──────── DATA FOR THIS TASK ────────

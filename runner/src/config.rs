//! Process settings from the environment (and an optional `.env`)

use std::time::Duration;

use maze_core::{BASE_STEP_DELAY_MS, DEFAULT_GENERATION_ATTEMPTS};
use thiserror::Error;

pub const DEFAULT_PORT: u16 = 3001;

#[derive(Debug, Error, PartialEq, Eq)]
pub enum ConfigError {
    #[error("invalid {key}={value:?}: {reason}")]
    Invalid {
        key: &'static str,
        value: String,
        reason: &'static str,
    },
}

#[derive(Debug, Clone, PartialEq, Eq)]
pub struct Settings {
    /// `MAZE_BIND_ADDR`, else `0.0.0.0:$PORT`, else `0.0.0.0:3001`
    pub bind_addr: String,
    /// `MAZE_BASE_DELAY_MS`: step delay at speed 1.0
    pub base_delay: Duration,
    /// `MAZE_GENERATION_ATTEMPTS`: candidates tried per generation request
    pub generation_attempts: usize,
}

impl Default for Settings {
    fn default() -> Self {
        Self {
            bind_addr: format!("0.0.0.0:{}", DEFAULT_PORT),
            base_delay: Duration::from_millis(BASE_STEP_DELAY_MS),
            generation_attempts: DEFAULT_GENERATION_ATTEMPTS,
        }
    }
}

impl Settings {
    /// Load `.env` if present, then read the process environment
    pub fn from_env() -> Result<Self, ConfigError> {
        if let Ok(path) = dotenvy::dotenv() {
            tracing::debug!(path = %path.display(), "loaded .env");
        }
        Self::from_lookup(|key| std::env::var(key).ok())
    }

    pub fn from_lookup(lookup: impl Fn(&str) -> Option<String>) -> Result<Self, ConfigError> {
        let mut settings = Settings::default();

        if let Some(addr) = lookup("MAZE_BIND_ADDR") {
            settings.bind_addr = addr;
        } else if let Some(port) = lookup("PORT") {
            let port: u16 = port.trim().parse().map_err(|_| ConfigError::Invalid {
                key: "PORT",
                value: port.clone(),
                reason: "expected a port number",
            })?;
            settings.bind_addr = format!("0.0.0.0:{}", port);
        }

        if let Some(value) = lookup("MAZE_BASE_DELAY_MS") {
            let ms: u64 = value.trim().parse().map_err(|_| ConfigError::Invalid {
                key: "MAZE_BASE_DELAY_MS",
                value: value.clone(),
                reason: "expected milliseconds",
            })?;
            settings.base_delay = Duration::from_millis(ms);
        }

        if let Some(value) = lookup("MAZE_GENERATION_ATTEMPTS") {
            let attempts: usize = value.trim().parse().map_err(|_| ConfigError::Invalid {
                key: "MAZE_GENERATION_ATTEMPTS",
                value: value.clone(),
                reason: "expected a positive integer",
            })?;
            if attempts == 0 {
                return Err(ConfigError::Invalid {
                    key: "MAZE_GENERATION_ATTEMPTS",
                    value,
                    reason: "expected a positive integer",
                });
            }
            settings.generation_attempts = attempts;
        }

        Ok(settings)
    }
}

────────

EXERCISE DESCRIPTION: Please return exactly the lines from the one containing "let attempts: usize" through the end of the entries above, adding no other line.

COMPLETED EXERCISE:
            let attempts: usize = value.trim().parse().map_err(|_| ConfigError::Invalid {
                key: "MAZE_GENERATION_ATTEMPTS",
                value: value.clone(),
                reason: "expected a positive integer",
            })?;
            if attempts == 0 {
                return Err(ConfigError::Invalid {
                    key: "MAZE_GENERATION_ATTEMPTS",
                    value,
                    reason: "expected a positive integer",
                });
            }
            settings.generation_attempts = attempts;
        }

        Ok(settings)
    }
}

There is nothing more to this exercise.